Netanyahu and Trump: What comes after Gaza’s destruction?

Mohamed Ibrahim Eldawiry
Sunday 6 Jul 2025

Whoever wagers on the possibility of any fundamental rupture in US-Israeli relations over core regional issues or on the US pressuring Tel Aviv in matters it deems national security is gravely mistaken.

 

Therefore, in our future strategy, we must understand that the US-Israeli alliance is bound to grow stronger and more effective. 

Israel’s war on Gaza is a prime example of this entrenched alliance. This war, unprecedentedly heinous and atrocious in modern history and transgressing all legal and humanitarian norms, reveals the depth of the partnership between Israel and the US, which in 20 months of war did very little to end it. Though the sole superpower capable of reigning in Israel’s violence, the US achieved no more than a six-week ceasefire. I believe that the US’s deliberate lack of political will to end the war hinged on Israel’s decision.

While appreciating President Trump’s declared positions on peace and global stability and successes in resolving certain issues, I believe he still intentionally avoids engaging seriously with the Palestinian cause. The problem obviously ranks low on his list of priorities, and he appears to have dismissed the need to address it as a serious international concern. The question remains:  does the US administration have a vision for resolving this conflict? Or is it simply waiting to see how regional events unfold? I hope Washington—or even Tel Aviv—conveys a vision for a resolution that hopefully avoids discredited and unacceptable deal-making.

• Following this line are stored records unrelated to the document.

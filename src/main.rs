use std::sync::Arc;

use dotenvy::dotenv;
use sqlx::sqlite::SqlitePoolOptions;
use sqlx::SqlitePool;
use tracing::{error, info, warn};
use tracing_subscriber::EnvFilter;

use mergington::config::AppConfig;
use mergington::database::{schema, ActivityStore, SqliteActivityStore};
use mergington::error::StoreError;
use mergington::services::ActivityService;
use mergington::web::build_router;

#[tokio::main]
async fn main() {
    dotenv().ok();

    tracing_subscriber::fmt()
        .with_env_filter(
            EnvFilter::try_from_default_env().unwrap_or_else(|_| EnvFilter::new("info")),
        )
        .init();

    let config = AppConfig::from_env();

    // No traffic is served without a working store.
    let store = match connect_store(&config).await {
        Ok(store) => store,
        Err(e) => {
            error!(
                database_url = %config.database_url,
                error = %e,
                "failed to connect to activity store"
            );
            std::process::exit(1);
        }
    };
    info!(database_url = %config.database_url, "connected to activity store");

    let service = ActivityService::new(Arc::new(store));
    let app = build_router(service, &config.static_dir);

    let listener = match tokio::net::TcpListener::bind(config.bind_addr()).await {
        Ok(l) => l,
        Err(e) => {
            let fallback = config.fallback_bind_addr();
            warn!(
                addr = %config.bind_addr(),
                error = %e,
                fallback = %fallback,
                "bind failed, trying fallback"
            );
            match tokio::net::TcpListener::bind(&fallback).await {
                Ok(l) => l,
                Err(e) => {
                    error!(addr = %fallback, error = %e, "could not bind fallback port");
                    std::process::exit(1);
                }
            }
        }
    };

    match listener.local_addr() {
        Ok(addr) => info!("listening on http://{}", addr),
        Err(e) => warn!(error = %e, "could not read bound address"),
    }

    if let Err(e) = axum::serve(listener, app).await {
        error!(error = %e, "server terminated");
        std::process::exit(1);
    }
}

async fn connect_store(config: &AppConfig) -> Result<SqliteActivityStore, StoreError> {
    let pool: SqlitePool = SqlitePoolOptions::new()
        .max_connections(config.database_max_connections)
        .connect(&config.database_url)
        .await?;
    schema::ensure_schema(&pool).await?;

    let store = SqliteActivityStore::new(pool);
    store.ping().await?;
    Ok(store)
}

During Netanyahu’s upcoming visit to Washington, I foresee four key issues dominating US-Israeli dialogue:

  1. Bilateral political, economic, and military relations.
  2. Future US-Israeli coordination on Iran and especially its nuclear programme.
  3. Developments in the Gaza war and the imminent announcement of a final ceasefire.
  4. The Middle East’s future and Israel’s projected role following the transformations in the past two years.

Despite Washington’s deep bench of regional experts, I feel compelled to offer several strategic observations the US should consider in dealing with a region undergoing unprecedented upheaval:

  • American policy in the region will never genuinely succeed without justly resolving the Palestinian issue.
  • Washington must revert to the balanced role it once played, which earned it significant Arab support. It should endeavour to resolve the Palestinian issue as a full partner and partially abandon its lopsided support for Israel.
  • Regardless of the US and Israel’s vision of accelerating normalisation, Israel’s full regional integration will remain impossible without resolving the Palestinian cause.
  • Washington must eliminate any plans to forcibly relocate Gaza’s population to Egypt, which have been categorically rejected, and caution Israel against mulling such actions against a country that firmly adheres to its peace treaty with Israel, as Egypt.
  • Future normalisation between Israel and certain Arab states may succeed on a formal level, but it will remain fragile and unsustainable under current regional dynamics.

Now I turn to the critical question of what should be expected from the US.

  • Achieving a ceasefire in Gaza—or even ending the war entirely— is necessary but only as a means to end the genocide and the starvation, not an end in itself. Prioritising a political resolution should come next.
  • The day after the war must not solely guarantee Israeli security, vital as it is, but also that of the Palestinians.
  • Washington and Tel Aviv must refrain from unilaterally imposing Israeli sovereignty over the West Bank or parts thereof to avoid a new and far more violent phase of conflict, potentially worse than in Gaza.
  • The United States must support the immediate implementation of the Egyptian-Arab reconstruction plan for Gaza and provide all possible assistance.
  • It must also articulate clear and acceptable principles, which should grant Palestinians their right to statehood with credible security guarantees and form the basis for upcoming US-sponsored negotiations.

In conclusion, I’d like to pose a final question to the US administration: Is expanding the Abraham Accords merely numerically, without addressing the core regional conflicts, truly in Washington’s strategic interest? Or would it be wiser to resolve unresolved issues, especially the Palestinian question, to create a more favourable regional climate for a sustainable and credible normalisation process?

A final word to US policymakers: you must understand the profound difference between the legitimate goal of maintaining strategic relations with regional partners and attempting to control the region through force or imposing Israeli and American diktats. The latter is doomed to fail. The Middle East is not just barren land. It is a uniquely strategic region that history has shown will never yield easily to coercion or domination.